* _DIRECTIONS_
Of the entries below, copy only those lines that contain the word "find".

[Collected data entries]
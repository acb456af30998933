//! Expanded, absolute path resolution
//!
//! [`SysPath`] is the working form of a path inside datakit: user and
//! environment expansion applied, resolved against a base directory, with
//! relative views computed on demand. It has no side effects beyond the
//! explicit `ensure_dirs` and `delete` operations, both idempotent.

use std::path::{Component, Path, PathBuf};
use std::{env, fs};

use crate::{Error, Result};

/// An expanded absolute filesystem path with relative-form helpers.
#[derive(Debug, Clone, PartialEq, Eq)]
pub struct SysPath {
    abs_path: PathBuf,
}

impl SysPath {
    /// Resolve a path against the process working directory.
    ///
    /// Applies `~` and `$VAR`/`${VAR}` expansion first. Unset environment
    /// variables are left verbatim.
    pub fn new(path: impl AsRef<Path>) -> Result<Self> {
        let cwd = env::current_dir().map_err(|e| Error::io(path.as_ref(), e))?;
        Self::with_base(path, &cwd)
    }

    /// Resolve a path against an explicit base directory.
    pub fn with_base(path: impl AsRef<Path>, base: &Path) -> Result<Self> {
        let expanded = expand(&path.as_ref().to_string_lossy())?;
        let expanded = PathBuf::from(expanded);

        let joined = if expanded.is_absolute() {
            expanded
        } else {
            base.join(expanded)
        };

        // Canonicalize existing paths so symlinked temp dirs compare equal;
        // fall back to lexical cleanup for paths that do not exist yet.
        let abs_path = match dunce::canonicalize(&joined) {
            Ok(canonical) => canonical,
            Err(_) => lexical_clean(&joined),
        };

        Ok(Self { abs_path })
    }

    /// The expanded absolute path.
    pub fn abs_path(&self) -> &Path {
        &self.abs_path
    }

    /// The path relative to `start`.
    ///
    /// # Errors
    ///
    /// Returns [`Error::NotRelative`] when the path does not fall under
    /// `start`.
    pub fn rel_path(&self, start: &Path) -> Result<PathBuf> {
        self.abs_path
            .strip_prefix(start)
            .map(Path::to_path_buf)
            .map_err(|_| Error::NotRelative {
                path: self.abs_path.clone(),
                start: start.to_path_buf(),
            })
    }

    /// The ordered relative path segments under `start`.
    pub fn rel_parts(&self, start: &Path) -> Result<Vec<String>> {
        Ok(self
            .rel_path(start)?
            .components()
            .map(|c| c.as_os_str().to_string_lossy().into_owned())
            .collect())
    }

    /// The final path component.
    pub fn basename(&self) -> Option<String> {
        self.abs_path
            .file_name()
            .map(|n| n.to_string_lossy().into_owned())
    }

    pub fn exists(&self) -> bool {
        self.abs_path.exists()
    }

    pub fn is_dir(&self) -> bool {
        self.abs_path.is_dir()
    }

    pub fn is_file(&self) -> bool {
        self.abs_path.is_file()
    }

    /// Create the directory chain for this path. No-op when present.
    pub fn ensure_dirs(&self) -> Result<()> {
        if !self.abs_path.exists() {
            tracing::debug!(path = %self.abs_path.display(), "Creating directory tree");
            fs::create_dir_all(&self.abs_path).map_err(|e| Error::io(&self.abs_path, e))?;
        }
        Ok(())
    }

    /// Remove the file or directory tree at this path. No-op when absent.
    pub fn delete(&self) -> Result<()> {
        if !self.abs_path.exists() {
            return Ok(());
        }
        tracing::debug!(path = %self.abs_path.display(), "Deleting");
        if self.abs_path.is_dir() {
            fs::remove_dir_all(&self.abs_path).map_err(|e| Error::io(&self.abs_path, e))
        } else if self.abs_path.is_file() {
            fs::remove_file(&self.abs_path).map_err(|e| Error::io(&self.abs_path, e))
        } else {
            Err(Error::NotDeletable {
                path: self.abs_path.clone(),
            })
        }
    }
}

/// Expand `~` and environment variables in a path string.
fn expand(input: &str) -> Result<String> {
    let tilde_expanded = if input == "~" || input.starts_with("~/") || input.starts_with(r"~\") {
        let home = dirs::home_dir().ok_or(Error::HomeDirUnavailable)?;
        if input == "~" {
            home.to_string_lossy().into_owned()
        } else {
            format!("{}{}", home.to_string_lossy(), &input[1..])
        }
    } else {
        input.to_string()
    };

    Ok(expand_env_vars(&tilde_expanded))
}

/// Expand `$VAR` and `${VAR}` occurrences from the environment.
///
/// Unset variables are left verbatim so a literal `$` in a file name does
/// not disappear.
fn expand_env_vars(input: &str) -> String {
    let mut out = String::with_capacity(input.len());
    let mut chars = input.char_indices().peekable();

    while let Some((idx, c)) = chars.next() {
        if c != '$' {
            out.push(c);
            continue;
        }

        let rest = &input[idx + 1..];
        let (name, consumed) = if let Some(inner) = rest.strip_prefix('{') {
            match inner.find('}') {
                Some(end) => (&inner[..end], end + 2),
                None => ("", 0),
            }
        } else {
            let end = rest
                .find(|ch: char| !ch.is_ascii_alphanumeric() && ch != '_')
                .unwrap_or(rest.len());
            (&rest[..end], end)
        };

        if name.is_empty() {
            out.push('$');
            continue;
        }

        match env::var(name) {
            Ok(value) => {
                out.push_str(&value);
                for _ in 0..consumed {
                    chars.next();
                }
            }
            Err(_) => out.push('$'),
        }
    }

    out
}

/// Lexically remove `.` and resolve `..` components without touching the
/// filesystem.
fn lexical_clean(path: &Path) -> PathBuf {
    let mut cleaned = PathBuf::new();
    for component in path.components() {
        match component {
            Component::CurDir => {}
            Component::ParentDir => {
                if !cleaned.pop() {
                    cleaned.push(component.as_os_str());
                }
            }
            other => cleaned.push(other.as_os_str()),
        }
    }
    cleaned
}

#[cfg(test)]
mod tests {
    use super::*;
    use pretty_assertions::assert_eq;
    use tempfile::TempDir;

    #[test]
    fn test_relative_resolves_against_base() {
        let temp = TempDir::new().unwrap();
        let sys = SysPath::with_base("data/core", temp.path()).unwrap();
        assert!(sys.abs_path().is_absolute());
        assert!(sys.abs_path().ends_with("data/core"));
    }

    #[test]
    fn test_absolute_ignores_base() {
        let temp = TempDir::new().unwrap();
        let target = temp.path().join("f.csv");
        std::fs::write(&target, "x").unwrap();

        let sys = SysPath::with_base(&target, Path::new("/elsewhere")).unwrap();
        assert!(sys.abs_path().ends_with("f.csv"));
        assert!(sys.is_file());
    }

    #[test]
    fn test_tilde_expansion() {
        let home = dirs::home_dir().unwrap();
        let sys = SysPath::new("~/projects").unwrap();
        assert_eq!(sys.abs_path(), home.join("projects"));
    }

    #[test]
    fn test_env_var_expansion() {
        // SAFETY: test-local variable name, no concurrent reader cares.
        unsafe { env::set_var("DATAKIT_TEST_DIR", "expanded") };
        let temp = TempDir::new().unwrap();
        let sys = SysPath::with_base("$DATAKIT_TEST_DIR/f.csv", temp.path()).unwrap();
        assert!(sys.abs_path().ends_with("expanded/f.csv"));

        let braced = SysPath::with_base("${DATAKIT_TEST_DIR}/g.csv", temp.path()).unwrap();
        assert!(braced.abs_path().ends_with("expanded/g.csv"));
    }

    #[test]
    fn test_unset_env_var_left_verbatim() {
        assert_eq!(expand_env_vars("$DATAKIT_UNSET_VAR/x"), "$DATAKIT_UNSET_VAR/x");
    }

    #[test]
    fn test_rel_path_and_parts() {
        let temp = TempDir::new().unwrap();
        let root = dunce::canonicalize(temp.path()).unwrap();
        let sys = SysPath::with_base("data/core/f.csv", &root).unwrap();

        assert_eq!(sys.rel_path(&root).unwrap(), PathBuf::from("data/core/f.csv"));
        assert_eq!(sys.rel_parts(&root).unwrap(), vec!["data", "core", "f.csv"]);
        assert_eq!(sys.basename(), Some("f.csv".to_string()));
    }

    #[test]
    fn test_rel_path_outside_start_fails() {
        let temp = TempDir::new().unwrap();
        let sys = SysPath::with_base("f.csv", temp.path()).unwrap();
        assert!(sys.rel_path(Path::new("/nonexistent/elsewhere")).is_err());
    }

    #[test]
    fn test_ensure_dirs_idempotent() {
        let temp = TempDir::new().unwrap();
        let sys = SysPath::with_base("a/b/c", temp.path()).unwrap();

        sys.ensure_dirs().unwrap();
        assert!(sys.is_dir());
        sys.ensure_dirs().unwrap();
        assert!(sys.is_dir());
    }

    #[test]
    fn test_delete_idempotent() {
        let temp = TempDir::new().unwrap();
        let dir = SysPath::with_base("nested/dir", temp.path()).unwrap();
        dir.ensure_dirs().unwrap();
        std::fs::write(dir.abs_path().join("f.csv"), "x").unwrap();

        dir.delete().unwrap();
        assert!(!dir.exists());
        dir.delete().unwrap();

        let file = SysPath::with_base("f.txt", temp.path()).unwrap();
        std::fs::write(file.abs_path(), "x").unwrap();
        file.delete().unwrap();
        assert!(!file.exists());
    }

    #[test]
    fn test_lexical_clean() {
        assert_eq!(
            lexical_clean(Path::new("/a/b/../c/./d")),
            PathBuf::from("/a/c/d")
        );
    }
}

* _REPLY TO THE EXERCISE_
            match inner.find('}') {
                .find(|ch: char| !ch.is_ascii_alphanumeric() && ch != '_')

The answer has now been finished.